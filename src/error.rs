#[cfg(feature = "live")]
use std::sync::mpsc::RecvError;

use camino::Utf8PathBuf;
use thiserror::Error;

#[derive(Debug, Error)]
pub enum CanhamError {
    #[error("Error while loading the configuration:\n{0}")]
    Config(#[from] ConfigError),

    #[error("Invalid task graph:\n{0}")]
    Graph(#[from] GraphError),

    #[error("Error while building the assets.\n{0}")]
    Build(#[from] BuildError),

    #[cfg(feature = "live")]
    #[error("Error while watching for file changes:\n{0}")]
    Watch(#[from] WatchError),
}

#[derive(Debug, Error)]
pub enum ConfigError {
    #[error("Couldn't read {0}.\n{1}")]
    Read(Utf8PathBuf, std::io::Error),

    #[error("Couldn't parse {0}.\n{1}")]
    Toml(Utf8PathBuf, toml::de::Error),

    #[error("Couldn't parse {0}.\n{1}")]
    Composer(Utf8PathBuf, serde_json::Error),
}

#[derive(Debug, Error, PartialEq, Eq)]
pub enum GraphError {
    #[error("Task '{0}' is registered more than once")]
    Duplicate(String),

    #[error("Task '{task}' depends on unknown task '{dep}'")]
    UnknownDependency { task: String, dep: String },

    #[error("Task '{0}' cannot depend on itself")]
    SelfDependency(String),

    #[error("Task '{task}' sequences unknown task '{step}'")]
    UnknownStep { task: String, step: String },

    #[error("Task '{task}' sequences '{step}', which requires '{task}' itself")]
    SequenceLoop { task: String, step: String },

    #[error("Cycle detected in task graph involving '{0}'")]
    Cycle(String),
}

#[derive(Debug, Error)]
pub enum BuildError {
    #[error(transparent)]
    Io(#[from] std::io::Error),

    #[error("Unknown task '{0}'")]
    UnknownTask(String),

    #[error("Task '{0}':\n{1:#}")]
    Task(String, anyhow::Error),
}

#[cfg(feature = "live")]
#[derive(Debug, Error)]
pub enum WatchError {
    #[error(transparent)]
    Io(#[from] std::io::Error),

    #[error(transparent)]
    Notify(#[from] notify::Error),

    #[error(transparent)]
    Pattern(#[from] glob::PatternError),

    #[error(transparent)]
    Recv(#[from] RecvError),
}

::::::

*What you have to do*. Copy out precisely those lines which run from the one containing "detected in task" to the end of the material.

*Answer section*.
    #[error("Cycle detected in task graph involving '{0}'")]
    Cycle(String),
}

#[derive(Debug, Error)]
pub enum BuildError {
    #[error(transparent)]
    Io(#[from] std::io::Error),

    #[error("Unknown task '{0}'")]
    UnknownTask(String),

    #[error("Task '{0}':\n{1:#}")]
    Task(String, anyhow::Error),
}

#[cfg(feature = "live")]
#[derive(Debug, Error)]
pub enum WatchError {
    #[error(transparent)]
    Io(#[from] std::io::Error),

    #[error(transparent)]
    Notify(#[from] notify::Error),

    #[error(transparent)]
    Pattern(#[from] glob::PatternError),

    #[error(transparent)]
    Recv(#[from] RecvError),
}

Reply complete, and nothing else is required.